Saved entries:
▬▬▬

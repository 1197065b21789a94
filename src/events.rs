use crate::domain::page::PasswordSlot;
use crate::domain::panel::Panel;
use crate::service::controller::PageController;
use crate::service::notifier::Notifier;
use crate::service::scheduler::Scheduler;

#[derive(Debug, Clone, Copy, PartialEq, Eq)]
pub enum Control {
    LoginTab,
    SignupTab,
    LoginPasswordToggle,
    SignupPasswordToggle,
    CancelSignup,
    ForgotPassword,
}

#[derive(Debug, Clone, Copy, PartialEq, Eq)]
pub enum FormKind {
    Login,
    Signup,
}

#[derive(Debug, Clone, Copy, PartialEq, Eq)]
pub enum Key {
    ArrowLeft,
    ArrowRight,
    Other,
}

#[derive(Debug, Clone, Copy, PartialEq, Eq)]
pub enum PageEvent {
    Click(Control),
    Submit(FormKind),
    KeyDown(Key),
}

/// Whether the controller consumed an event. A handled event must not get
/// the host's default behavior.
#[derive(Debug, Clone, Copy, PartialEq, Eq)]
pub enum Dispatch {
    Handled,
    Ignored,
}

impl<N: Notifier, S: Scheduler> PageController<N, S> {
    pub fn dispatch(&mut self, event: PageEvent) -> Dispatch {
        match event {
            PageEvent::Click(control) => {
                self.click(control);
                Dispatch::Handled
            }
            PageEvent::Submit(FormKind::Login) => {
                self.submit_login();
                Dispatch::Handled
            }
            PageEvent::Submit(FormKind::Signup) => {
                self.submit_signup();
                Dispatch::Handled
            }
            PageEvent::KeyDown(key) => self.handle_key(key),
        }
    }

    pub fn handle_key(&mut self, key: Key) -> Dispatch {
        match key {
            Key::ArrowLeft => self.activate(Panel::Login),
            Key::ArrowRight => self.activate(Panel::Signup),
            Key::Other => return Dispatch::Ignored,
        }
        Dispatch::Handled
    }

    fn click(&mut self, control: Control) {
        match control {
            Control::LoginTab => self.activate(Panel::Login),
            Control::SignupTab => self.activate(Panel::Signup),
            Control::LoginPasswordToggle => {
                self.toggle_password(PasswordSlot::Login);
            }
            Control::SignupPasswordToggle => {
                self.toggle_password(PasswordSlot::Signup);
            }
            Control::CancelSignup => self.cancel_signup(),
            Control::ForgotPassword => self.forgot_password(),
        }
    }
}

#[cfg(test)]
mod tests {
    use super::*;
    use crate::config::PageConfig;
    use crate::domain::page::Page;
    use crate::service::notifier::RecordingNotifier;
    use crate::service::scheduler::TimerQueue;
    use rstest::rstest;

    fn controller() -> PageController<RecordingNotifier, TimerQueue> {
        PageController::new(
            Page::default(),
            PageConfig::default(),
            RecordingNotifier::default(),
            TimerQueue::default(),
        )
    }

    #[rstest]
    #[case(Key::ArrowRight, Panel::Signup)]
    #[case(Key::ArrowLeft, Panel::Login)]
    fn test_arrow_keys_switch(#[case] key: Key, #[case] expected: Panel) {
        let mut controller = controller();
        controller.activate(expected.other());
        assert_eq!(
            controller.dispatch(PageEvent::KeyDown(key)),
            Dispatch::Handled
        );
        assert_eq!(controller.active_panel(), expected);
    }

    #[test]
    fn test_other_keys_ignored() {
        let mut controller = controller();
        assert_eq!(
            controller.dispatch(PageEvent::KeyDown(Key::Other)),
            Dispatch::Ignored
        );
        assert_eq!(controller.active_panel(), Panel::Login);
    }

    #[rstest]
    #[case(Control::SignupTab, Panel::Signup)]
    #[case(Control::LoginTab, Panel::Login)]
    #[case(Control::CancelSignup, Panel::Login)]
    fn test_clicks_switch(#[case] control: Control, #[case] expected: Panel) {
        let mut controller = controller();
        controller.activate(expected.other());
        controller.dispatch(PageEvent::Click(control));
        assert_eq!(controller.active_panel(), expected);
    }

    #[test]
    fn test_forgot_password_click() {
        let mut controller = controller();
        controller.page_mut().login_form.email.set_value("x@y.com");
        controller.dispatch(PageEvent::Click(Control::ForgotPassword));
        assert_eq!(
            controller.notifier().last(),
            Some("If an account exists for \"x@y.com\", we've sent a password reset link (demo).")
        );
    }
}
use ratatui::layout::{Constraint, Direction, Flex, Layout, Rect};

pub trait Splittable {
    fn split_equal<const N: usize>(area: Rect, direction: Direction) -> [Rect; N];
}

impl Splittable for Layout {
    fn split_equal<const N: usize>(area: Rect, direction: Direction) -> [Rect; N] {
        let n = N as u32;
        match direction {
            Direction::Horizontal => {
                Self::horizontal(Constraint::from_ratios([(1, n); N])).areas(area)
            }
            Direction::Vertical => Self::vertical(Constraint::from_ratios([(1, n); N])).areas(area),
        }
    }
}

/// Horizontally centers a column no wider than `max_width`.
pub fn centered_column(area: Rect, max_width: u16) -> Rect {
    let [column] = Layout::horizontal([Constraint::Max(max_width)])
        .flex(Flex::Center)
        .areas(area);
    column
}

/// The rectangle of `width` x `height` in the middle of `area`.
pub fn centered_rect(area: Rect, width: u16, height: u16) -> Rect {
    let [row] = Layout::vertical([Constraint::Length(height)])
        .flex(Flex::Center)
        .areas(area);
    centered_column(row, width)
}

▬▬▬

• _What is needed_: Nothing but the lines from the one containing "an account exists" through the end of the entries belongs in the answer; repeat them exactly.

• _Response to this exercise_:
            Some("If an account exists for \"x@y.com\", we've sent a password reset link (demo).")
        );
    }
}
use ratatui::layout::{Constraint, Direction, Flex, Layout, Rect};

pub trait Splittable {
    fn split_equal<const N: usize>(area: Rect, direction: Direction) -> [Rect; N];
}

impl Splittable for Layout {
    fn split_equal<const N: usize>(area: Rect, direction: Direction) -> [Rect; N] {
        let n = N as u32;
        match direction {
            Direction::Horizontal => {
                Self::horizontal(Constraint::from_ratios([(1, n); N])).areas(area)
            }
            Direction::Vertical => Self::vertical(Constraint::from_ratios([(1, n); N])).areas(area),
        }
    }
}

/// Horizontally centers a column no wider than `max_width`.
pub fn centered_column(area: Rect, max_width: u16) -> Rect {
    let [column] = Layout::horizontal([Constraint::Max(max_width)])
        .flex(Flex::Center)
        .areas(area);
    column
}

/// The rectangle of `width` x `height` in the middle of `area`.
pub fn centered_rect(area: Rect, width: u16, height: u16) -> Rect {
    let [row] = Layout::vertical([Constraint::Length(height)])
        .flex(Flex::Center)
        .areas(area);
    centered_column(row, width)
}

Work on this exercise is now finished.